▶ **PROBLEM DETAILS**
Set out exactly, line by line, the stretch of data below that begins at the line containing "filename src/sampler.rs" and ends at the line containing "let mut info", with both ends kept.

+++ DATASET EXTRACT +++

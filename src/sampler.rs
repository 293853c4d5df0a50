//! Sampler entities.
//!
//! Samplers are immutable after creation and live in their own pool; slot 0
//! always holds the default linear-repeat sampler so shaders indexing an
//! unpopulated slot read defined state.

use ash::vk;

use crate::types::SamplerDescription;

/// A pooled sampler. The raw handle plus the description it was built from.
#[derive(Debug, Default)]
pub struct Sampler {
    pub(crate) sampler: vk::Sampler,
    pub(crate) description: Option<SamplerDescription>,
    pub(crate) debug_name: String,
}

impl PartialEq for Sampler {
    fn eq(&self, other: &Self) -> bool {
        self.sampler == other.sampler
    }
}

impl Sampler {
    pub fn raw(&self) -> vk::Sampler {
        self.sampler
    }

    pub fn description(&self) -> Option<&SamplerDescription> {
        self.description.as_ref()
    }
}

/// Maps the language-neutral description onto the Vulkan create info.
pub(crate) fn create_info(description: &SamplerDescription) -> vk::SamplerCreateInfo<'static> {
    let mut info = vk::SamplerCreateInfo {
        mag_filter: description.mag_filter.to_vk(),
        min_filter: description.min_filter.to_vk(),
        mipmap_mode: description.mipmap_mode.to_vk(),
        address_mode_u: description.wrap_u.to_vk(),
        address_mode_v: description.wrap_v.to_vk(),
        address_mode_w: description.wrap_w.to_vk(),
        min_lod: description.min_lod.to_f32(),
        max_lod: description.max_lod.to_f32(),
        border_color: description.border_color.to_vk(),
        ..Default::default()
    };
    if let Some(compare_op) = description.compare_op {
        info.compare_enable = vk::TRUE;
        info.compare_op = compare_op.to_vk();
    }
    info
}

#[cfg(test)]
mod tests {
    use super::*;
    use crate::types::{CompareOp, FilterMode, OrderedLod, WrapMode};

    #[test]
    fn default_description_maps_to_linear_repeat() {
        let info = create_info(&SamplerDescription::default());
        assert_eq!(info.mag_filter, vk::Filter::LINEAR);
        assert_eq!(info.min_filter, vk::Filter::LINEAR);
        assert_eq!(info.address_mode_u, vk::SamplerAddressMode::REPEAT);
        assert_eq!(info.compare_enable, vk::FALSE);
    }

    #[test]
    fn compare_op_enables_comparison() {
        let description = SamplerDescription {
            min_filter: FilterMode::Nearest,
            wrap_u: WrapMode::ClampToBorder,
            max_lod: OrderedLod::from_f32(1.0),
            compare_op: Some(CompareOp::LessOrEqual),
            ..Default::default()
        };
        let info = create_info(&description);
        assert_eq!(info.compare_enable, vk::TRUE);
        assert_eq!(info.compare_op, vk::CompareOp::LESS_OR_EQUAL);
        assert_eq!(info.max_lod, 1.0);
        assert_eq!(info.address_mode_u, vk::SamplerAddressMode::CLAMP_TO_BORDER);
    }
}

+++
+++ DATASET EXTRACT +++

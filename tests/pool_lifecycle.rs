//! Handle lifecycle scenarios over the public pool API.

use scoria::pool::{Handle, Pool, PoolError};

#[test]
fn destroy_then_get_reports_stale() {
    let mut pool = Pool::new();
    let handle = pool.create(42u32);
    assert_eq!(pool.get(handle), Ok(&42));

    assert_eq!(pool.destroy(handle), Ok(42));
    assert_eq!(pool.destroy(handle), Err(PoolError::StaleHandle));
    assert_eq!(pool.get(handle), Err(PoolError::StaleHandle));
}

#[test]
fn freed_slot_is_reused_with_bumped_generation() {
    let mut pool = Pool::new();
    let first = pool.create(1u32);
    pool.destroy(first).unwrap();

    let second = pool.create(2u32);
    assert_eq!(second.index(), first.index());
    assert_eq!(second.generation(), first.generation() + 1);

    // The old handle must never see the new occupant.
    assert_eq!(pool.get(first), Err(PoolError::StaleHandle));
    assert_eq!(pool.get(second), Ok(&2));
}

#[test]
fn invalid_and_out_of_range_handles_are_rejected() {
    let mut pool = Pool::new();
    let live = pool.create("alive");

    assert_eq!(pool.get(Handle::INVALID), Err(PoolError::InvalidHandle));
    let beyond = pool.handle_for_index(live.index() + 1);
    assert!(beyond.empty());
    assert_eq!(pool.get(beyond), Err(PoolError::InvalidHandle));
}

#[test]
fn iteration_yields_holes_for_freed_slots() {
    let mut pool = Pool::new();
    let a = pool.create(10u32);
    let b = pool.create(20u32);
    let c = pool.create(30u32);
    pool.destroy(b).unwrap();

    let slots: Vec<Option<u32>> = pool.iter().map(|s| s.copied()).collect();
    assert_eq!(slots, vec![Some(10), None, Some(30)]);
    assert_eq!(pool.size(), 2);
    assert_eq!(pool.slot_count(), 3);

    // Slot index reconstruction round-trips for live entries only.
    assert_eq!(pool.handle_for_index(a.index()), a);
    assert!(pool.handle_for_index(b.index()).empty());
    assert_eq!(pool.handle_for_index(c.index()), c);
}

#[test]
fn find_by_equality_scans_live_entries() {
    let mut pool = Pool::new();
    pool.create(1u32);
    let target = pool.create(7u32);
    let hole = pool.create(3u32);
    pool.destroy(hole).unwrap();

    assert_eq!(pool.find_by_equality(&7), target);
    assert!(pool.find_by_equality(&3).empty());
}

+++

▶ **EXPECTED ANSWER**
filename src/sampler.rs
repository 293853c4d5df0a50
//! Sampler entities.
//!
//! Samplers are immutable after creation and live in their own pool; slot 0
//! always holds the default linear-repeat sampler so shaders indexing an
//! unpopulated slot read defined state.

use ash::vk;

use crate::types::SamplerDescription;

/// A pooled sampler. The raw handle plus the description it was built from.
#[derive(Debug, Default)]
pub struct Sampler {
    pub(crate) sampler: vk::Sampler,
    pub(crate) description: Option<SamplerDescription>,
    pub(crate) debug_name: String,
}

impl PartialEq for Sampler {
    fn eq(&self, other: &Self) -> bool {
        self.sampler == other.sampler
    }
}

impl Sampler {
    pub fn raw(&self) -> vk::Sampler {
        self.sampler
    }

    pub fn description(&self) -> Option<&SamplerDescription> {
        self.description.as_ref()
    }
}

/// Maps the language-neutral description onto the Vulkan create info.
pub(crate) fn create_info(description: &SamplerDescription) -> vk::SamplerCreateInfo<'static> {
    let mut info = vk::SamplerCreateInfo {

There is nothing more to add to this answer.